University Senate Matters / Irene H. Frieze

This is your Senate

Welcome to the 2005-2006 academic year! I am excited to begin my term as your Senate president this year. I want you to know that it is your Senate. It represents the interests of all faculty, students and administrative staff in matters relevant to University policy and actions.

Some issues we are continuing to address include training of faculty and staff to use the new PeopleSoft student database software, finding a replacement for the very important and well-loved Semester at Sea program, monitoring the changes in Schenley Plaza and working to keep the food trucks in the campus area. The Senate is working with the Institutional Review Board office to develop effective procedures for ensuring that research in the social and behavioral sciences meets all ethical requirements.
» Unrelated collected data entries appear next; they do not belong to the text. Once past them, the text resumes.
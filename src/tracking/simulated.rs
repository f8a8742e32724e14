//! Tracking session over a scripted set of surfaces
//!
//! Planes are "detected" by calling [`SimulatedTracking::detect_plane`]; the
//! session queues the matching anchor events for the host to forward to the
//! engine, and answers hit-tests by casting the camera ray through the tapped
//! pixel against every known plane.

use std::collections::VecDeque;

use cgmath::{Matrix4, SquareMatrix};
use log::{debug, info};

use super::{
    Anchor, AnchorEvent, AnchorId, HitTestKind, HitTestResult, PlaneAnchor, PointAnchor,
    ScreenPoint, SessionConfig, TrackingSession,
};
use crate::gfx::{
    camera::DeviceCamera,
    picking::{intersect_plane, screen_to_ray},
};

pub struct SimulatedTracking {
    pub camera: DeviceCamera,
    planes: Vec<PlaneAnchor>,
    points: Vec<PointAnchor>,
    events: VecDeque<AnchorEvent>,
    config: Option<SessionConfig>,
    next_id: u64,
}

impl SimulatedTracking {
    pub fn new(camera: DeviceCamera) -> Self {
        Self {
            camera,
            planes: Vec::new(),
            points: Vec::new(),
            events: VecDeque::new(),
            config: None,
            next_id: 1,
        }
    }

    /// Hands out a fresh anchor id
    pub fn allocate_id(&mut self) -> AnchorId {
        let id = AnchorId(self.next_id);
        self.next_id += 1;
        id
    }

    /// Reports a newly detected plane
    ///
    /// Ignored unless the session runs with plane detection covering the
    /// plane's alignment. Returns whether the plane is now tracked.
    pub fn detect_plane(&mut self, plane: PlaneAnchor) -> bool {
        let accepted = self
            .config
            .map_or(false, |c| c.plane_detection.allows(plane.alignment));
        if !accepted {
            debug!("plane {:?} not tracked under current session", plane.id);
            return false;
        }
        if self.planes.iter().any(|p| p.id == plane.id) {
            return self.refine_plane(plane);
        }
        self.events.push_back(AnchorEvent::Added(Anchor::Plane(plane.clone())));
        self.planes.push(plane);
        true
    }

    /// Replaces a tracked plane's pose or extent. Returns false for unknown ids.
    pub fn refine_plane(&mut self, plane: PlaneAnchor) -> bool {
        match self.planes.iter_mut().find(|p| p.id == plane.id) {
            Some(existing) => {
                *existing = plane.clone();
                self.events.push_back(AnchorEvent::Updated(Anchor::Plane(plane)));
                true
            }
            None => false,
        }
    }

    /// Reports a non-planar anchor
    pub fn add_point_anchor(&mut self, transform: Matrix4<f32>) -> AnchorId {
        let anchor = PointAnchor {
            id: self.allocate_id(),
            transform,
        };
        let id = anchor.id;
        self.events.push_back(AnchorEvent::Added(Anchor::Point(anchor.clone())));
        self.points.push(anchor);
        id
    }

    /// Stops tracking an anchor of any kind
    pub fn remove_anchor(&mut self, id: AnchorId) -> bool {
        let before = self.planes.len() + self.points.len();
        self.planes.retain(|p| p.id != id);
        self.points.retain(|p| p.id != id);
        let removed = self.planes.len() + self.points.len() < before;
        if removed {
            self.events.push_back(AnchorEvent::Removed(id));
        }
        removed
    }

    /// Takes every anchor event queued since the last call, oldest first
    pub fn poll_events(&mut self) -> Vec<AnchorEvent> {
        self.events.drain(..).collect()
    }

    pub fn planes(&self) -> &[PlaneAnchor] {
        &self.planes
    }

    pub fn session_config(&self) -> Option<&SessionConfig> {
        self.config.as_ref()
    }

    /// Whether the running session asked for feature points to be drawn
    pub fn feature_points_visible(&self) -> bool {
        self.config.is_some_and(|c| c.show_feature_points)
    }

    fn hit_planes(&self, point: ScreenPoint, kind: HitTestKind) -> Vec<HitTestResult> {
        let ray = screen_to_ray(point, &self.camera);

        let mut hits: Vec<HitTestResult> = self
            .planes
            .iter()
            .filter_map(|plane| {
                let t = intersect_plane(&ray, plane.world_center(), plane.world_normal())?;
                let world = ray.point_at(t);

                if kind == HitTestKind::ExistingPlaneUsingExtent {
                    let local = plane.transform.invert()? * world.extend(1.0);
                    if !plane.contains_local(local.truncate()) {
                        return None;
                    }
                }

                Some(HitTestResult {
                    kind,
                    world_transform: Matrix4::from_translation(world),
                    distance: t,
                    anchor: Some(plane.id),
                })
            })
            .collect();

        hits.sort_by(|a, b| a.distance.total_cmp(&b.distance));
        hits
    }
}

impl TrackingSession for SimulatedTracking {
    fn run(&mut self, config: &SessionConfig) {
        info!(
            "tracking session running (plane detection: {:?}, feature points {})",
            config.plane_detection,
            if config.show_feature_points { "shown" } else { "hidden" }
        );
        self.config = Some(*config);
    }

    fn pause(&mut self) {
        info!("tracking session paused");
        self.config = None;
    }

    fn is_running(&self) -> bool {
        self.config.is_some()
    }

    /// Feature points are not simulated, so `FeaturePoint` tests never hit
    fn hit_test(&self, point: ScreenPoint, kind: HitTestKind) -> Vec<HitTestResult> {
        if !self.is_running() {
            return Vec::new();
        }
        match kind {
            HitTestKind::ExistingPlaneUsingExtent | HitTestKind::ExistingPlane => {
                self.hit_planes(point, kind)
            }
            HitTestKind::FeaturePoint => Vec::new(),
        }
    }
}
We also are exploring creative ways to use the space in the former University Club, looking at the changing composition of full- and part-time and non-tenure stream faculty, and examining an idea now on the national agenda, as well as in the Pennsylvania legislature, that faculty are too politically liberal and unfairly penalize conservative students.

Senate committees are a very important part of Senate activities. Check our web site (http://www.pitt.edu/univsenate/index.html) for a list of these committees and their chairs. If your interests coincide with the work of one particular Senate committee, contact its chair and volunteer to become an ad hoc member.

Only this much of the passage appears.